//! Pending-transaction pool with per-sender nonce ordering.
//!
//! The pool holds transactions that are not yet committed. A transaction
//! whose nonce sits above the sender's contiguous run is kept but stays
//! ineligible for selection until the gap closes, so reordered arrivals
//! are not lost.

use std::collections::{BTreeMap, HashMap};

use log::debug;

use crate::error::MempoolError;
use crate::ledger::AccountView;
use crate::types::Transaction;

#[derive(Debug, Clone)]
struct MempoolEntry {
    tx: Transaction,
    /// Arrival order, used as the final selection tie-breaker.
    seq: u64,
}

/// In-memory set of pending transactions, keyed by txid with a per-sender
/// nonce index.
#[derive(Debug, Default)]
pub struct Mempool {
    entries: HashMap<String, MempoolEntry>,
    /// sender -> nonce -> txid. One slot per (sender, nonce) pair.
    by_sender: HashMap<String, BTreeMap<u64, String>>,
    next_seq: u64,
}

impl Mempool {
    pub fn new() -> Self {
        Mempool::default()
    }

    /// Admits a transaction. Rejects duplicates, bad signatures, nonces
    /// already consumed by the account, and conflicts for an occupied
    /// (sender, nonce) slot. Future nonces are admitted but stay
    /// ineligible for `take` until the gap closes.
    pub fn add(&mut self, tx: Transaction, view: &AccountView) -> Result<(), MempoolError> {
        if self.entries.contains_key(&tx.txid) {
            return Err(MempoolError::Duplicate);
        }
        if tx.is_coinbase() {
            return Err(MempoolError::Malformed("coinbase cannot be relayed".into()));
        }
        tx.check_well_formed().map_err(|e| match e {
            crate::error::ChainError::BadSignature => MempoolError::BadSignature,
            other => MempoolError::Malformed(other.to_string()),
        })?;
        let current = view.nonce_of(&tx.sender);
        if tx.nonce < current {
            return Err(MempoolError::StaleNonce {
                current,
                got: tx.nonce,
            });
        }
        let slots = self.by_sender.entry(tx.sender.clone()).or_default();
        if slots.contains_key(&tx.nonce) {
            return Err(MempoolError::Conflict(tx.nonce));
        }
        slots.insert(tx.nonce, tx.txid.clone());
        debug!("mempool add {} ({})", tx.txid, tx);
        self.entries.insert(
            tx.txid.clone(),
            MempoolEntry {
                tx,
                seq: self.next_seq,
            },
        );
        self.next_seq += 1;
        Ok(())
    }

    /// Removes a transaction, returning it if present.
    pub fn remove(&mut self, txid: &str) -> Option<Transaction> {
        let entry = self.entries.remove(txid)?;
        if let Some(slots) = self.by_sender.get_mut(&entry.tx.sender) {
            slots.remove(&entry.tx.nonce);
            if slots.is_empty() {
                self.by_sender.remove(&entry.tx.sender);
            }
        }
        Some(entry.tx)
    }

    pub fn contains(&self, txid: &str) -> bool {
        self.entries.contains_key(txid)
    }

    pub fn size(&self) -> usize {
        self.entries.len()
    }

    pub fn is_empty(&self) -> bool {
        self.entries.is_empty()
    }

    pub fn clear(&mut self) {
        self.entries.clear();
        self.by_sender.clear();
    }

    /// Selects up to `max_n` applicable transactions against a virtual
    /// copy of `view`. Ordered by sender nonce ascending, then fee
    /// descending, then arrival ascending; selecting a transaction
    /// advances the sender's nonce and debits its balance within the
    /// round, so several transactions from one sender can be picked.
    pub fn take(&self, max_n: usize, view: &AccountView) -> Vec<Transaction> {
        let mut virtual_view = view.clone();
        let mut selected = Vec::new();
        while selected.len() < max_n {
            let mut best: Option<&MempoolEntry> = None;
            for (sender, slots) in &self.by_sender {
                let Some(txid) = slots.get(&virtual_view.nonce_of(sender)) else {
                    continue;
                };
                let Some(entry) = self.entries.get(txid) else {
                    continue;
                };
                let need = entry.tx.amount + entry.tx.fee;
                if virtual_view.balance_of(sender) < need {
                    continue;
                }
                let better = match best {
                    None => true,
                    Some(current) => match entry.tx.fee.partial_cmp(&current.tx.fee) {
                        Some(std::cmp::Ordering::Greater) => true,
                        Some(std::cmp::Ordering::Equal) => entry.seq < current.seq,
                        _ => false,
                    },
                };
                if better {
                    best = Some(entry);
                }
            }
            let Some(entry) = best else { break };
            virtual_view.apply(&entry.tx);
            selected.push(entry.tx.clone());
        }
        selected
    }

    /// Offers displaced transactions back to the pool after a chain
    /// replacement, keeping only the ones still applicable against the
    /// rebuilt state (nonce and balance permitting). Rejections are
    /// silent.
    pub fn reapply(&mut self, txs: Vec<Transaction>, view: &AccountView) {
        for tx in txs {
            if view.balance_of(&tx.sender) < tx.amount + tx.fee {
                debug!("dropping displaced tx {}: sender can no longer fund it", tx.txid);
                continue;
            }
            if let Err(reason) = self.add(tx, view) {
                debug!("dropping displaced tx: {reason}");
            }
        }
    }

    /// Evicts transactions that became permanently invalid: nonce below
    /// the sender's account nonce. Called after every chain change.
    pub fn prune(&mut self, view: &AccountView) {
        let stale: Vec<String> = self
            .entries
            .values()
            .filter(|e| e.tx.nonce < view.nonce_of(&e.tx.sender))
            .map(|e| e.tx.txid.clone())
            .collect();
        for txid in stale {
            debug!("pruning stale tx {txid}");
            self.remove(&txid);
        }
    }
}
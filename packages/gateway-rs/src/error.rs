use thiserror::Error;

#[derive(Debug, Error)]
pub enum GatewayError {
    /// The platform refused the call. `code` is the raw RPC error name,
    /// e.g. `PHONE_CODE_INVALID` or `FLOOD_WAIT_42`.
    #[error("gateway rejected request ({status}): {code}")]
    Rpc {
        status: u16,
        code: String,
        message: Option<String>,
    },

    #[error("request to gateway failed: {0}")]
    Http(#[from] reqwest::Error),

    #[error("unexpected gateway response: {0}")]
    Decode(String),
}

impl GatewayError {
    /// Raw RPC error name, if the platform produced one.
    pub fn rpc_code(&self) -> Option<&str> {
        match self {
            GatewayError::Rpc { code, .. } => Some(code.as_str()),
            _ => None,
        }
    }
}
-*-*-
- WORK INSTRUCTIONS:
Every line of the material is to be transcribed exactly.

- RESULT OF THIS EXERCISE:
//! Pending-transaction pool with per-sender nonce ordering.
//!
//! The pool holds transactions that are not yet committed. A transaction
//! whose nonce sits above the sender's contiguous run is kept but stays
//! ineligible for selection until the gap closes, so reordered arrivals
//! are not lost.

use std::collections::{BTreeMap, HashMap};

use log::debug;

use crate::error::MempoolError;
use crate::ledger::AccountView;
use crate::types::Transaction;

#[derive(Debug, Clone)]
struct MempoolEntry {
    tx: Transaction,
    /// Arrival order, used as the final selection tie-breaker.
    seq: u64,
}

/// In-memory set of pending transactions, keyed by txid with a per-sender
/// nonce index.
#[derive(Debug, Default)]
pub struct Mempool {
    entries: HashMap<String, MempoolEntry>,
    /// sender -> nonce -> txid. One slot per (sender, nonce) pair.
    by_sender: HashMap<String, BTreeMap<u64, String>>,
    next_seq: u64,
}

impl Mempool {
    pub fn new() -> Self {
        Mempool::default()
    }

    /// Admits a transaction. Rejects duplicates, bad signatures, nonces
    /// already consumed by the account, and conflicts for an occupied
    /// (sender, nonce) slot. Future nonces are admitted but stay
    /// ineligible for `take` until the gap closes.
    pub fn add(&mut self, tx: Transaction, view: &AccountView) -> Result<(), MempoolError> {
        if self.entries.contains_key(&tx.txid) {
            return Err(MempoolError::Duplicate);
        }
        if tx.is_coinbase() {
            return Err(MempoolError::Malformed("coinbase cannot be relayed".into()));
        }
        tx.check_well_formed().map_err(|e| match e {
            crate::error::ChainError::BadSignature => MempoolError::BadSignature,
            other => MempoolError::Malformed(other.to_string()),
        })?;
        let current = view.nonce_of(&tx.sender);
        if tx.nonce < current {
            return Err(MempoolError::StaleNonce {
                current,
                got: tx.nonce,
            });
        }
        let slots = self.by_sender.entry(tx.sender.clone()).or_default();
        if slots.contains_key(&tx.nonce) {
            return Err(MempoolError::Conflict(tx.nonce));
        }
        slots.insert(tx.nonce, tx.txid.clone());
        debug!("mempool add {} ({})", tx.txid, tx);
        self.entries.insert(
            tx.txid.clone(),
            MempoolEntry {
                tx,
                seq: self.next_seq,
            },
        );
        self.next_seq += 1;
        Ok(())
    }

    /// Removes a transaction, returning it if present.
    pub fn remove(&mut self, txid: &str) -> Option<Transaction> {
        let entry = self.entries.remove(txid)?;
        if let Some(slots) = self.by_sender.get_mut(&entry.tx.sender) {
            slots.remove(&entry.tx.nonce);
            if slots.is_empty() {
                self.by_sender.remove(&entry.tx.sender);
            }
        }
        Some(entry.tx)
    }

    pub fn contains(&self, txid: &str) -> bool {
        self.entries.contains_key(txid)
    }

    pub fn size(&self) -> usize {
        self.entries.len()
    }

    pub fn is_empty(&self) -> bool {
        self.entries.is_empty()
    }

    pub fn clear(&mut self) {
        self.entries.clear();
        self.by_sender.clear();
    }

    /// Selects up to `max_n` applicable transactions against a virtual
    /// copy of `view`. Ordered by sender nonce ascending, then fee
    /// descending, then arrival ascending; selecting a transaction
    /// advances the sender's nonce and debits its balance within the
    /// round, so several transactions from one sender can be picked.
    pub fn take(&self, max_n: usize, view: &AccountView) -> Vec<Transaction> {
        let mut virtual_view = view.clone();
        let mut selected = Vec::new();
        while selected.len() < max_n {
            let mut best: Option<&MempoolEntry> = None;
            for (sender, slots) in &self.by_sender {
                let Some(txid) = slots.get(&virtual_view.nonce_of(sender)) else {
                    continue;
                };
                let Some(entry) = self.entries.get(txid) else {
                    continue;
                };
                let need = entry.tx.amount + entry.tx.fee;
                if virtual_view.balance_of(sender) < need {
                    continue;
                }
                let better = match best {
                    None => true,
                    Some(current) => match entry.tx.fee.partial_cmp(&current.tx.fee) {
                        Some(std::cmp::Ordering::Greater) => true,
                        Some(std::cmp::Ordering::Equal) => entry.seq < current.seq,
                        _ => false,
                    },
                };
                if better {
                    best = Some(entry);
                }
            }
            let Some(entry) = best else { break };
            virtual_view.apply(&entry.tx);
            selected.push(entry.tx.clone());
        }
        selected
    }

    /// Offers displaced transactions back to the pool after a chain
    /// replacement, keeping only the ones still applicable against the
    /// rebuilt state (nonce and balance permitting). Rejections are
    /// silent.
    pub fn reapply(&mut self, txs: Vec<Transaction>, view: &AccountView) {
        for tx in txs {
            if view.balance_of(&tx.sender) < tx.amount + tx.fee {
                debug!("dropping displaced tx {}: sender can no longer fund it", tx.txid);
                continue;
            }
            if let Err(reason) = self.add(tx, view) {
                debug!("dropping displaced tx: {reason}");
            }
        }
    }

    /// Evicts transactions that became permanently invalid: nonce below
    /// the sender's account nonce. Called after every chain change.
    pub fn prune(&mut self, view: &AccountView) {
        let stale: Vec<String> = self
            .entries
            .values()
            .filter(|e| e.tx.nonce < view.nonce_of(&e.tx.sender))
            .map(|e| e.tx.txid.clone())
            .collect();
        for txid in stale {
            debug!("pruning stale tx {txid}");
            self.remove(&txid);
        }
    }
}
filename packages/gateway-rs/src/error.rs
use thiserror::Error;

#[derive(Debug, Error)]
pub enum GatewayError {
    /// The platform refused the call. `code` is the raw RPC error name,
    /// e.g. `PHONE_CODE_INVALID` or `FLOOD_WAIT_42`.
    #[error("gateway rejected request ({status}): {code}")]
    Rpc {
        status: u16,
        code: String,
        message: Option<String>,
    },

    #[error("request to gateway failed: {0}")]
    Http(#[from] reqwest::Error),

    #[error("unexpected gateway response: {0}")]
    Decode(String),
}

impl GatewayError {
    /// Raw RPC error name, if the platform produced one.
    pub fn rpc_code(&self) -> Option<&str> {
        match self {
            GatewayError::Rpc { code, .. } => Some(code.as_str()),
            _ => None,
        }
    }
}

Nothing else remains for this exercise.